Senate Committee Passes Cardin Bill to Protect the Baltimore Oriole and other Migratory Birds
WASHINGTON – A bill sponsored by U.S. Senator Ben Cardin (D-Md.), a senior member of the Senate Environment and Public Works Committee, to help sustain populations of migratory birds like the Baltimore oriole that face threats to their health and habitats, was approved Tuesday by the Senate Environment and Public Works Committee. The Migratory Birds of the Americas Conservation Act (S. 1537), promotes long-term conservation, education, research, monitoring, and habitat protection for more than 350 species of migratory birds, including Maryland’s state bird, the Baltimore oriole. The bill furthers investment in critical conservation programs that have demonstrated marked successes through public-private partnerships and innovative granting and conservation strategies.
“Sustaining healthy populations of migratory birds is not only good for the birds, but critical to our farmers who benefit as these transitory populations consume billions of harmful insects and rodent pests, pollinating crops and dispersing seeds,” said Senator Cardin. “This simple legislation reauthorizes a cost-effective, budget-friendly and highly successful federal program to protect birds, including the Baltimore oriole that have seen a steady decline in their populations despite being protected by federal and state laws.”
Senator Cardin partnered with Senator Rob Portman (R-Ohio), a member of the Senate Energy and Natural Resources Committee, and defender of the Ohio’s state bird, the northern cardinal. The legislation also was cosponsored by Senators Chris Coons (D-Del.), Chris Van Hollen (D-Md.), Bill Nelson (D-Fla.), Tom Udall (D-N.M.), Diane Feinstein (D-Calif.), Tom Carper (D-Del.), Patrick Leahy (D-Vt.), Sheldon Whitehouse (D-R.I.), Jeff Merkley (D-Ore.) and Ed Markey (D-Mass.).

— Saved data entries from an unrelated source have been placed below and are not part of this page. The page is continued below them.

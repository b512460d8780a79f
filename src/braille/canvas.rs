/// Braille Unicode canvas for terminal graphics.
/// Each character cell holds a 2x4 dot grid (U+2800 to U+28FF).
pub struct BrailleCanvas {
    width: usize,  // Characters
    height: usize, // Characters
    cells: Vec<u8>, // Row-major dot bits, one byte per character
}

/// Dot bit for (x % 2, y % 4) inside a cell
const DOT_BITS: [[u8; 4]; 2] = [[0x01, 0x02, 0x04, 0x40], [0x08, 0x10, 0x20, 0x80]];

impl BrailleCanvas {
    /// Canvas of `width` x `height` characters (`width*2` x `height*4` dots)
    pub fn new(width: usize, height: usize) -> Self {
        Self {
            width,
            height,
            cells: vec![0; width * height],
        }
    }

    /// Set a dot; out-of-range coordinates are ignored
    pub fn set_pixel(&mut self, x: usize, y: usize) {
        let (cx, cy) = (x / 2, y / 4);
        if cx >= self.width || cy >= self.height {
            return;
        }
        self.cells[cy * self.width + cx] |= DOT_BITS[x % 2][y % 4];
    }

    /// Set a dot from signed coordinates (negative values are ignored)
    pub fn set_pixel_signed(&mut self, x: i32, y: i32) {
        if x >= 0 && y >= 0 {
            self.set_pixel(x as usize, y as usize);
        }
    }

    /// Whether any dot is set
    pub fn is_blank(&self) -> bool {
        self.cells.iter().all(|&b| b == 0)
    }

    /// Braille character at a cell, `None` when empty or out of range
    pub fn glyph(&self, col: usize, row: usize) -> Option<char> {
        if col >= self.width || row >= self.height {
            return None;
        }
        match self.cells[row * self.width + col] {
            0 => None,
            bits => char::from_u32(0x2800 + bits as u32),
        }
    }

    /// Iterate non-empty cells as (col, row, glyph)
    pub fn glyphs(&self) -> impl Iterator<Item = (usize, usize, char)> + '_ {
        (0..self.height).flat_map(move |row| {
            (0..self.width).filter_map(move |col| self.glyph(col, row).map(|ch| (col, row, ch)))
        })
    }

    #[cfg(test)]
    pub fn to_string(&self) -> String {
        (0..self.height)
            .map(|row| {
                (0..self.width)
                    .map(|col| self.glyph(col, row).unwrap_or('\u{2800}'))
                    .collect::<String>()
            })
            .collect::<Vec<_>>()
            .join("\n")
    }
}

#[cfg(test)]
mod tests {
    use super::*;

    #[test]
    fn test_single_pixel() {
        let mut canvas = BrailleCanvas::new(1, 1);
        assert!(canvas.is_blank());
        canvas.set_pixel(0, 0);
        assert_eq!(canvas.to_string(), "⠁");
        assert!(!canvas.is_blank());
    }

    #[test]
    fn test_all_dots() {
        let mut canvas = BrailleCanvas::new(1, 1);
        for x in 0..2 {
            for y in 0..4 {
                canvas.set_pixel(x, y);
            }
        }
        assert_eq!(canvas.glyph(0, 0), Some('⣿'));
    }

    #[test]
    fn test_out_of_range_ignored() {
        let mut canvas = BrailleCanvas::new(2, 1);
        canvas.set_pixel(4, 0);
        canvas.set_pixel_signed(-1, 0);
        assert!(canvas.is_blank());
    }

    #[test]
    fn test_glyphs_skip_empty() {
        let mut canvas = BrailleCanvas::new(3, 2);
        canvas.set_pixel(3, 5);
        let glyphs: Vec<_> = canvas.glyphs().collect();
        // (3, 5) is dot (1, 1) of cell (1, 1)
        assert_eq!(glyphs, vec![(1, 1, '⠐')]);
    }
}
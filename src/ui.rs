use crate::app::App;
use crate::braille::BrailleCanvas;
use crate::map::MapLayers;
use ratatui::{
    buffer::Buffer,
    layout::{Constraint, Direction, Layout, Rect},
    style::{Color, Modifier, Style},
    text::{Line, Span},
    widgets::{Block, Borders, Paragraph, Widget},
    Frame,
};

/// One color per category slot, in category order
pub const CATEGORY_COLORS: [Color; 8] = [
    Color::Red,
    Color::Blue,
    Color::Yellow,
    Color::Green,
    Color::Magenta,
    Color::LightRed,
    Color::LightYellow,
    Color::Cyan,
];

fn category_color(index: usize) -> Color {
    CATEGORY_COLORS[index % CATEGORY_COLORS.len()]
}

/// Render the UI
pub fn render(frame: &mut Frame, app: &App) {
    let chunks = Layout::default()
        .direction(Direction::Vertical)
        .constraints([
            Constraint::Min(3),    // Map
            Constraint::Length(1), // Legend
            Constraint::Length(1), // Status bar
        ])
        .split(frame.area());

    render_map(frame, app, chunks[0]);
    render_legend(frame, app, chunks[1]);
    render_status_bar(frame, app, chunks[2]);
}

fn render_map(frame: &mut Frame, app: &App, area: Rect) {
    let block = Block::default()
        .borders(Borders::ALL)
        .border_style(Style::default().fg(Color::DarkGray))
        .title(Span::styled(
            " Natural Events ",
            Style::default().fg(Color::Cyan).add_modifier(Modifier::BOLD),
        ));

    let inner = block.inner(area);
    frame.render_widget(block, area);

    let mut viewport = app.viewport.clone();
    viewport.width = inner.width as usize * 2;
    viewport.height = inner.height as usize * 4;

    let layers = app
        .map_renderer
        .render(inner.width as usize, inner.height as usize, &viewport, app.points());

    let colors = app
        .legend()
        .iter()
        .enumerate()
        .filter(|(_, (_, on, _))| *on)
        .map(|(i, _)| category_color(i))
        .collect();

    frame.render_widget(MapWidget { layers, colors }, inner);
}

/// Braille map with one colored layer per selected category
struct MapWidget {
    layers: MapLayers,
    /// Colors for `layers.events`, same order
    colors: Vec<Color>,
}

fn render_layer(canvas: &BrailleCanvas, color: Color, area: Rect, buf: &mut Buffer) {
    for (col, row, ch) in canvas.glyphs() {
        if col >= area.width as usize || row >= area.height as usize {
            continue;
        }
        let (x, y) = (area.x + col as u16, area.y + row as u16);
        buf[(x, y)].set_char(ch).set_fg(color);
    }
}

impl Widget for MapWidget {
    fn render(self, area: Rect, buf: &mut Buffer) {
        // Back to front: coastlines, borders, then event categories
        render_layer(&self.layers.coastlines, Color::DarkGray, area, buf);
        render_layer(&self.layers.borders, Color::Gray, area, buf);

        for ((_, canvas), color) in self.layers.events.iter().zip(&self.colors) {
            render_layer(canvas, *color, area, buf);
        }
    }
}

fn render_legend(frame: &mut Frame, app: &App, area: Rect) {
    let mut spans = vec![Span::raw(" ")];
    for (i, (name, on, count)) in app.legend().into_iter().enumerate() {
        let style = if on {
            Style::default().fg(category_color(i)).add_modifier(Modifier::BOLD)
        } else {
            Style::default().fg(Color::DarkGray)
        };
        spans.push(Span::styled(format!("{}:● {name} ({count})  ", i + 1), style));
    }
    if spans.len() == 1 {
        spans.push(Span::styled("no events", Style::default().fg(Color::DarkGray)));
    }
    frame.render_widget(Paragraph::new(Line::from(spans)), area);
}

fn render_status_bar(frame: &mut Frame, app: &App, area: Rect) {
    let dim = Style::default().fg(Color::DarkGray);
    let toggle = |on: bool| Style::default().fg(if on { Color::Green } else { Color::DarkGray });

    let status = Line::from(vec![
        Span::styled(" Zoom: ", dim),
        Span::styled(app.zoom_level(), Style::default().fg(Color::Yellow)),
        Span::styled(" (", dim),
        Span::styled(app.lod_level(), Style::default().fg(Color::Magenta)),
        Span::styled(") ", dim),
        Span::styled(
            if app.merge_enabled() { "[M]erge " } else { "[m]erge " },
            toggle(app.merge_enabled()),
        ),
        Span::styled(
            if app.map_renderer.show_borders { "[B]order " } else { "[b]order " },
            toggle(app.map_renderer.show_borders),
        ),
        Span::styled("| ", dim),
        Span::styled(app.center_coords(), Style::default().fg(Color::Cyan)),
        Span::styled(" | 1-8:category hjkl:pan +/-:zoom r:reset q:quit", dim),
    ]);

    frame.render_widget(Paragraph::new(status), area);
}
use indexmap::IndexMap;
use tracing::debug;

use crate::classify::ClassifiedEvents;
use crate::config::Thresholds;
use crate::merge::merge_nearby;
use crate::normalize::normalize;
use crate::points::PointSet;

/// Plot-ready points per category, in classification order
pub type CategoryPoints = IndexMap<String, PointSet>;

/// Build point sets for the selected categories.
///
/// `selected[i]` refers to the i-th category of `classified`; positions past
/// the end of `selected` count as unselected. Unselected categories are left
/// out of the result entirely.
pub fn aggregate(
    classified: &ClassifiedEvents,
    selected: &[bool],
    merge: bool,
    thresholds: &Thresholds,
) -> CategoryPoints {
    let mut result = CategoryPoints::new();

    for ((category, events), _) in classified
        .iter()
        .zip(selected.iter().chain(std::iter::repeat(&false)))
        .filter(|(_, &on)| on)
    {
        let samples = events.iter().flat_map(|e| e.samples());
        let (positions, magnitudes): (Vec<(f64, f64)>, Vec<Option<f64>>) =
            samples.map(|s| ((s.lon, s.lat), s.magnitude)).unzip();

        let sizes = normalize(&magnitudes, &thresholds.scale);
        let mut points: PointSet = positions
            .into_iter()
            .zip(sizes)
            .map(|((x, y), v)| (x, y, v))
            .collect();

        if merge {
            let before = points.len();
            points = merge_nearby(&points, thresholds.merge_distance);
            debug!(category, before, after = points.len(), "merged nearby points");
        }

        result.insert(category.to_string(), points);
    }

    result
}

“Hundreds of bird species migrate through Ohio each year, making Lake Erie one of the most popular destinations for birdwatching,” Senator Portman said. “Birding contributes more than $20 million to Ohio’s tourism industry and attracts visitors from across the world each year. I am proud to work with Senator Cardin and my colleagues on this bipartisan legislation to protect and conserve these bird populations so that they may be enjoyed by future generations. I applaud the committee for approving this legislation and urge my colleagues to support it when it comes to the floor.”
For nearly a decade, federal investment in habitat protection, education, research and monitoring of neotropical migratory birds has been vital to the well-being of our economy. Nationwide, bird watchers include more than 47 million Americans who are part of a larger wildlife watching community that spends $30 billion annually.

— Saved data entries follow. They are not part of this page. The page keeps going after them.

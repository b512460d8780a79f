use crate::aggregate::{aggregate, CategoryPoints};
use crate::classify::ClassifiedEvents;
use crate::config::Thresholds;
use crate::map::{Lod, MapRenderer, Viewport};
use tracing::debug;

/// Application state
pub struct App {
    pub viewport: Viewport,
    pub map_renderer: MapRenderer,
    pub should_quit: bool,
    /// Last mouse position for drag tracking
    pub last_mouse: Option<(u16, u16)>,
    classified: ClassifiedEvents,
    thresholds: Thresholds,
    /// One flag per category, aligned with classification order
    selected: Vec<bool>,
    merge: bool,
    /// Point sets for the current selection, rebuilt on every toggle
    points: CategoryPoints,
}

/// Braille pixels for a terminal size, minus the map border and the two
/// bottom lines (legend and status bar)
fn pixel_size(width: usize, height: usize) -> (usize, usize) {
    (width.saturating_sub(2) * 2, height.saturating_sub(4) * 4)
}

/// Braille pixel for a terminal cell, accounting for the 1-cell border
fn cell_to_pixel(col: u16, row: u16) -> (i32, i32) {
    (col.saturating_sub(1) as i32 * 2, row.saturating_sub(1) as i32 * 4)
}

impl App {
    pub fn new(
        width: usize,
        height: usize,
        classified: ClassifiedEvents,
        thresholds: Thresholds,
        merge: bool,
    ) -> Self {
        let (pixel_width, pixel_height) = pixel_size(width, height);
        let selected = vec![true; classified.len()];
        let mut app = Self {
            viewport: Viewport::world(pixel_width, pixel_height),
            map_renderer: MapRenderer::new(),
            should_quit: false,
            last_mouse: None,
            classified,
            thresholds,
            selected,
            merge,
            points: CategoryPoints::new(),
        };
        app.refresh_points();
        app
    }

    fn refresh_points(&mut self) {
        self.points = aggregate(&self.classified, &self.selected, self.merge, &self.thresholds);
        debug!(
            categories = self.points.len(),
            points = self.points.values().map(|p| p.len()).sum::<usize>(),
            merge = self.merge,
            "refreshed point sets"
        );
    }

    pub fn points(&self) -> &CategoryPoints {
        &self.points
    }

    /// Categories in display order with their selection state and point count
    pub fn legend(&self) -> Vec<(&str, bool, usize)> {
        self.classified
            .categories()
            .zip(&self.selected)
            .map(|(name, &on)| (name, on, self.points.get(name).map_or(0, |p| p.len())))
            .collect()
    }

    /// Toggle the category at `index` (0-based); ignored past the last category
    pub fn toggle_category(&mut self, index: usize) {
        if let Some(flag) = self.selected.get_mut(index) {
            *flag = !*flag;
            self.refresh_points();
        }
    }

    pub fn toggle_merge(&mut self) {
        self.merge = !self.merge;
        self.refresh_points();
    }

    pub fn merge_enabled(&self) -> bool {
        self.merge
    }

    /// Return to the whole-world view
    pub fn reset_view(&mut self) {
        self.viewport = Viewport::world(self.viewport.width, self.viewport.height);
    }

    pub fn resize(&mut self, width: usize, height: usize) {
        let (pixel_width, pixel_height) = pixel_size(width, height);
        self.viewport.width = pixel_width;
        self.viewport.height = pixel_height;
    }

    pub fn pan(&mut self, dx: i32, dy: i32) {
        self.viewport.pan(dx, dy);
    }

    pub fn zoom_in(&mut self) {
        self.viewport.zoom_in();
    }

    pub fn zoom_out(&mut self) {
        self.viewport.zoom_out();
    }

    /// Zoom in towards a terminal cell
    pub fn zoom_in_at(&mut self, col: u16, row: u16) {
        let (px, py) = cell_to_pixel(col, row);
        self.viewport.zoom_at(px, py, 1.5);
    }

    /// Zoom out from a terminal cell
    pub fn zoom_out_at(&mut self, col: u16, row: u16) {
        let (px, py) = cell_to_pixel(col, row);
        self.viewport.zoom_at(px, py, 1.0 / 1.5);
    }

    /// Pan by the distance dragged since the last mouse event
    pub fn handle_drag(&mut self, x: u16, y: u16) {
        if let Some((last_x, last_y)) = self.last_mouse {
            let dx = last_x as i32 - x as i32;
            let dy = last_y as i32 - y as i32;
            let scale = if self.viewport.zoom < 2.0 {
                2
            } else if self.viewport.zoom < 4.0 {
                3
            } else {
                4
            };
            self.pan(dx * scale, dy * scale);
        }
        self.last_mouse = Some((x, y));
    }

    pub fn end_drag(&mut self) {
        self.last_mouse = None;
    }

    pub fn quit(&mut self) {
        self.should_quit = true;
    }

    pub fn zoom_level(&self) -> String {
        format!("{:.1}x", self.viewport.zoom)
    }

    pub fn center_coords(&self) -> String {
        format!(
            "{:.1}°{}, {:.1}°{}",
            self.viewport.center_lat.abs(),
            if self.viewport.center_lat >= 0.0 { "N" } else { "S" },
            self.viewport.center_lon.abs(),
            if self.viewport.center_lon >= 0.0 { "E" } else { "W" }
        )
    }

    pub fn lod_level(&self) -> &'static str {
        Lod::from_zoom(self.viewport.zoom).label()
    }
}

The S. 1537, Migratory Birds of the Americas Conservation Act, formerly the Neotropical Migratory Bird Conservation Act, has a proven track record of reversing habitat loss and advancing conservation strategies for the hundreds of species of birds considered neotropical migrants—birds that spend summers in the United States and winter in Latin America.
The Baltimore oriole, whose song and orange plumage brightens all of the Northeastern U.S., has steadily declined in population despite its legal protection under the Migratory Bird Treaty Act of 1918 and the state of Maryland’s Nongame and Endangered Species Conservation Act. Threats to these beloved Maryland birds are mainly due to habitat destruction and deforestation, particularly in the Central and South American countries where the birds winter. In addition, international use of toxic pesticides ingested by insects, which are then eaten by the birds, has significantly contributed to this decline. Conservation efforts in our country are essential, but investment in programs throughout the migratory route of these and countless other migratory birds is critical. This bill accomplishes this goal.

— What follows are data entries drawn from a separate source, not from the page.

use crate::aggregate::CategoryPoints;
use crate::braille::BrailleCanvas;
use crate::map::geometry::{draw_circle, draw_line, marker_radius};
use crate::map::projection::Viewport;

/// A geographic line (sequence of lon/lat coordinates)
pub type LineString = Vec<(f64, f64)>;

/// Level of detail for basemap data
#[derive(Clone, Copy, Debug, PartialEq, Eq)]
pub enum Lod {
    Low,    // 110m - world view
    Medium, // 50m - continental
    High,   // 10m - regional
}

impl Lod {
    /// Select LOD based on zoom level
    pub fn from_zoom(zoom: f64) -> Self {
        if zoom < 2.0 {
            Lod::Low
        } else if zoom < 8.0 {
            Lod::Medium
        } else {
            Lod::High
        }
    }

    pub fn label(self) -> &'static str {
        match self {
            Lod::Low => "110m",
            Lod::Medium => "50m",
            Lod::High => "10m",
        }
    }
}

/// Rendered canvases, drawn back to front by the UI
pub struct MapLayers {
    pub coastlines: BrailleCanvas,
    pub borders: BrailleCanvas,
    /// One canvas per category, in category order
    pub events: Vec<(String, BrailleCanvas)>,
}

/// Basemap store plus event point rendering
pub struct MapRenderer {
    coastlines: [Vec<LineString>; 3],
    borders: [Vec<LineString>; 3],
    pub show_borders: bool,
}

fn lod_index(lod: Lod) -> usize {
    match lod {
        Lod::Low => 0,
        Lod::Medium => 1,
        Lod::High => 2,
    }
}

/// Best available data: the requested LOD, else coarser, else finer
fn pick_lod(layers: &[Vec<LineString>; 3], lod: Lod) -> &[LineString] {
    let wanted = lod_index(lod);
    (0..=wanted)
        .rev()
        .chain(wanted + 1..layers.len())
        .map(|i| &layers[i])
        .find(|lines| !lines.is_empty())
        .map(Vec::as_slice)
        .unwrap_or(&[])
}

impl MapRenderer {
    pub fn new() -> Self {
        Self {
            coastlines: Default::default(),
            borders: Default::default(),
            show_borders: true,
        }
    }

    pub fn add_coastline(&mut self, line: LineString, lod: Lod) {
        self.coastlines[lod_index(lod)].push(line);
    }

    pub fn add_border(&mut self, line: LineString, lod: Lod) {
        self.borders[lod_index(lod)].push(line);
    }

    pub fn has_data(&self) -> bool {
        self.coastlines.iter().any(|lines| !lines.is_empty())
    }

    pub fn toggle_borders(&mut self) {
        self.show_borders = !self.show_borders;
    }

    /// Render basemap and event layers onto canvases of `width` x `height` characters
    pub fn render(
        &self,
        width: usize,
        height: usize,
        viewport: &Viewport,
        points: &CategoryPoints,
    ) -> MapLayers {
        let lod = Lod::from_zoom(viewport.zoom);

        let mut coastlines = BrailleCanvas::new(width, height);
        for line in pick_lod(&self.coastlines, lod) {
            draw_linestring(&mut coastlines, line, viewport);
        }

        let mut borders = BrailleCanvas::new(width, height);
        if self.show_borders {
            for line in pick_lod(&self.borders, lod) {
                draw_linestring(&mut borders, line, viewport);
            }
        }

        let events = points
            .iter()
            .map(|(category, set)| {
                let mut canvas = BrailleCanvas::new(width, height);
                for (lon, lat, size) in set.iter() {
                    let (px, py) = viewport.project(lon, lat);
                    if viewport.is_visible(px, py) {
                        draw_circle(&mut canvas, px, py, marker_radius(size));
                    }
                }
                (category.clone(), canvas)
            })
            .collect();

        MapLayers {
            coastlines,
            borders,
            events,
        }
    }
}

impl Default for MapRenderer {
    fn default() -> Self {
        Self::new()
    }
}

/// Draw a linestring with viewport culling
fn draw_linestring(canvas: &mut BrailleCanvas, line: &LineString, viewport: &Viewport) {
    let mut prev: Option<(i32, i32)> = None;

    for &(lon, lat) in line {
        let p = viewport.project(lon, lat);
        if let Some(q) = prev {
            // Skip segments that wrap around the antimeridian
            let jump = ((p.0 - q.0).abs() + (p.1 - q.1).abs()) as usize;
            if jump < viewport.width && viewport.segment_might_be_visible(q, p) {
                draw_line(canvas, q.0, q.1, p.0, p.1);
            }
        }
        prev = Some(p);
    }
}

#[cfg(test)]
mod tests {
    use super::*;
    use crate::points::PointSet;

    #[test]
    fn test_lod_fallback() {
        let mut renderer = MapRenderer::new();
        assert!(!renderer.has_data());
        renderer.add_coastline(vec![(0.0, 0.0), (10.0, 0.0)], Lod::Low);
        assert!(renderer.has_data());
        assert_eq!(pick_lod(&renderer.coastlines, Lod::High).len(), 1);
        assert!(pick_lod(&renderer.borders, Lod::High).is_empty());
    }

    #[test]
    fn test_event_layers_follow_category_order() {
        let renderer = MapRenderer::new();
        let viewport = Viewport::world(80, 40);
        let mut points = CategoryPoints::new();
        points.insert("wildfires".to_string(), [(0.0, 0.0, 250.0)].into_iter().collect());
        points.insert("volcanoes".to_string(), PointSet::new());

        let layers = renderer.render(40, 10, &viewport, &points);
        let names: Vec<_> = layers.events.iter().map(|(n, _)| n.as_str()).collect();
        assert_eq!(names, vec!["wildfires", "volcanoes"]);
        assert!(!layers.events[0].1.is_blank());
        assert!(layers.events[1].1.is_blank());
        assert!(layers.coastlines.is_blank());
    }

    #[test]
    fn test_hidden_borders_not_drawn() {
        let mut renderer = MapRenderer::new();
        renderer.add_border(vec![(-20.0, 10.0), (20.0, 10.0)], Lod::Medium);
        let viewport = Viewport::world(80, 40);
        assert!(!renderer.render(40, 10, &viewport, &CategoryPoints::new()).borders.is_blank());

        renderer.toggle_borders();
        assert!(renderer.render(40, 10, &viewport, &CategoryPoints::new()).borders.is_blank());
    }
}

Since 2002, more than $66 million in grants have been awarded, supporting 570 projects in 36 countries. Partners have contributed an additional $250 million, and more than 4.5 million acres of habitat have been improved. In 2018, more than $3.8 million in federal funds will be matched by more than $14.2 million in partner contributions going to 29 collaborative conservation projects in 16 countries across the Americas.